The main questions are undoubtedly for the Italian government and the Bank of Italy, which agonized for at least 15 months over how to deal with the two banks. Their objective was to avoid "bailing in" bondholders as they feared this could cause contagion across the financial system. The authorities were also aware of possible political repercussions of a bail in, given the high number of retail investors who were sold the securities with little idea of the risk they were taking on.

The fear of having to impose losses on bondholders became real last year when the banks failed to attract any interest from investors after supervisors demanded they raise capital. Italy then created a private rescue fund, called Atlante, which took over the two banks at a cost of 3.5 billion euros. 

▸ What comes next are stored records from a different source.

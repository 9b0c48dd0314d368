//! Static report port trait.

use std::path::Path;

use crate::domain::config::DashboardConfig;
use crate::domain::dataset::Dataset;
use crate::domain::error::DashboardError;
use crate::domain::filter::TradeFilter;

/// Port for writing a self-contained dashboard report for one filter selection.
pub trait ReportPort {
    fn write(
        &self,
        dataset: &Dataset,
        filter: &TradeFilter,
        config: &DashboardConfig,
        output_path: &Path,
    ) -> Result<(), DashboardError>;
}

However, this rescue was not sufficient to stop the bleeding of deposits and the depletion of capital. When it became clear this year that the banks would have to raise new capital, Italy opted for a "precautionary recapitalization." This would have meant wiping out shareholders, bailing in junior bondholders and providing an injection of public capital in order to protect the banks against future shocks. However, even this solution failed once the European Commission said Italy must find an additional 1.2 billion euros in private capital to cover pre-existing losses. Since it was impossible to find new investors, this left the government with few options to avoid a disorderly bankruptcy.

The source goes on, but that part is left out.